Assignment >> Examine each line of the listing below. Copy those in which the string "await" appears.

Records for processing below:

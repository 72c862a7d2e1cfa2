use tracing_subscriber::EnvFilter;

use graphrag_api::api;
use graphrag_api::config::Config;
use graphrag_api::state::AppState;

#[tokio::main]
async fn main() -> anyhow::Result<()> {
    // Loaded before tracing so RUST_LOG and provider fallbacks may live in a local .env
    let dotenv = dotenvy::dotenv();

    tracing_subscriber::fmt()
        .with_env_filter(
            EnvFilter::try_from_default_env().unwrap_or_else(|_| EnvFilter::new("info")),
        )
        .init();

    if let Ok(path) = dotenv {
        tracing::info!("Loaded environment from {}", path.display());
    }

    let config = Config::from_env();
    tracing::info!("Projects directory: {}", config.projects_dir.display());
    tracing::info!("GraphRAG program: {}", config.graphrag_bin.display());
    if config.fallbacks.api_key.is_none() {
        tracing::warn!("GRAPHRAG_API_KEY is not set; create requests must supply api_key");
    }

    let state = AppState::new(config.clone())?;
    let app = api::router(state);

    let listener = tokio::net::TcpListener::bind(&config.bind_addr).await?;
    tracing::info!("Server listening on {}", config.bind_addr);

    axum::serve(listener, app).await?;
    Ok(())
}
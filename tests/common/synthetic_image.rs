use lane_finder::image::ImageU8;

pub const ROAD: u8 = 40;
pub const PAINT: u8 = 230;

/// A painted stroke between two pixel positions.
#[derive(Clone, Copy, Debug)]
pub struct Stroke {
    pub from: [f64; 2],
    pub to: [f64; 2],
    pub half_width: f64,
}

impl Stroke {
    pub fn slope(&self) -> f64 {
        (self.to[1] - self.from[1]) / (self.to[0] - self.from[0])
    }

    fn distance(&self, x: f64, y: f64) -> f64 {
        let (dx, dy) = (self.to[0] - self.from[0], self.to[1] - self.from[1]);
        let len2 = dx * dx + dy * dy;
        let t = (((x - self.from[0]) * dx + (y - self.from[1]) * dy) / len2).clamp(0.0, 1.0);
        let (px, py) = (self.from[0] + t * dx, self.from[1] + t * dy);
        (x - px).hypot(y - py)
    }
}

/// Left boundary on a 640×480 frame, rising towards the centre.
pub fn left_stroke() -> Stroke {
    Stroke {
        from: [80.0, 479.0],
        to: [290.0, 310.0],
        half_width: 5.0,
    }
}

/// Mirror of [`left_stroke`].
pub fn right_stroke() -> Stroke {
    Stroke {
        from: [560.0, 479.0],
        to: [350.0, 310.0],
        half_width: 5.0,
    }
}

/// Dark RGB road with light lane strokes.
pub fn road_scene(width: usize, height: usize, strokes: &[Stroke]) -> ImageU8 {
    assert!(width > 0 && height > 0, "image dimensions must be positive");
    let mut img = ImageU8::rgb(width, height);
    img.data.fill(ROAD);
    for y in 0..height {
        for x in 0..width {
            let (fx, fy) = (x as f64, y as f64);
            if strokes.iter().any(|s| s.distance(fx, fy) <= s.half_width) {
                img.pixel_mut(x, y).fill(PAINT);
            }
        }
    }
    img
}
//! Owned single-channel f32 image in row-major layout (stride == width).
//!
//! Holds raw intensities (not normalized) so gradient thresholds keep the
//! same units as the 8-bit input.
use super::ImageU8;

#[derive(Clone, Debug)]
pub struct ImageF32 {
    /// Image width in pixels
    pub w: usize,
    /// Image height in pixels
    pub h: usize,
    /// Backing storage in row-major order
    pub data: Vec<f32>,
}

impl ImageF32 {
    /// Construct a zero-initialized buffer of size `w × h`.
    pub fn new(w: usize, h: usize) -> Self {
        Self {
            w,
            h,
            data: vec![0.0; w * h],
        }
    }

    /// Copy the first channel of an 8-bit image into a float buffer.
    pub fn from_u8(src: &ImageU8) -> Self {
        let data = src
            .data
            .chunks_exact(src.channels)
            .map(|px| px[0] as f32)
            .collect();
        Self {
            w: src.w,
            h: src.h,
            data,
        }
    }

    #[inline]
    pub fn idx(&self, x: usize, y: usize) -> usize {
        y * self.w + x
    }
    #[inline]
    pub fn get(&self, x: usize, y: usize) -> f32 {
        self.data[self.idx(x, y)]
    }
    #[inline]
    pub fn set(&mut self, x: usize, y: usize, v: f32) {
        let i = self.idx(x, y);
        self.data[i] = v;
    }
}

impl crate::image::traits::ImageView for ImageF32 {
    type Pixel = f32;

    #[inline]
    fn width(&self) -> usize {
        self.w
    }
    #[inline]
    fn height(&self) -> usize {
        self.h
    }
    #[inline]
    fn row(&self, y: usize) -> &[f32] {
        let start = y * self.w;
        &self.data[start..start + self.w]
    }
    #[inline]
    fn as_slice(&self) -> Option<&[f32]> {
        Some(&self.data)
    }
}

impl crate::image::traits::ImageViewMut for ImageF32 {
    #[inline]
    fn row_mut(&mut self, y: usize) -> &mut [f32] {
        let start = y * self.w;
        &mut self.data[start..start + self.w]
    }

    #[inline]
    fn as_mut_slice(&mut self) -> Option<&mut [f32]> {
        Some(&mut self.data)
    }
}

End of Records for processing.

Result >>
    let listener = tokio::net::TcpListener::bind(&config.bind_addr).await?;
    axum::serve(listener, app).await?;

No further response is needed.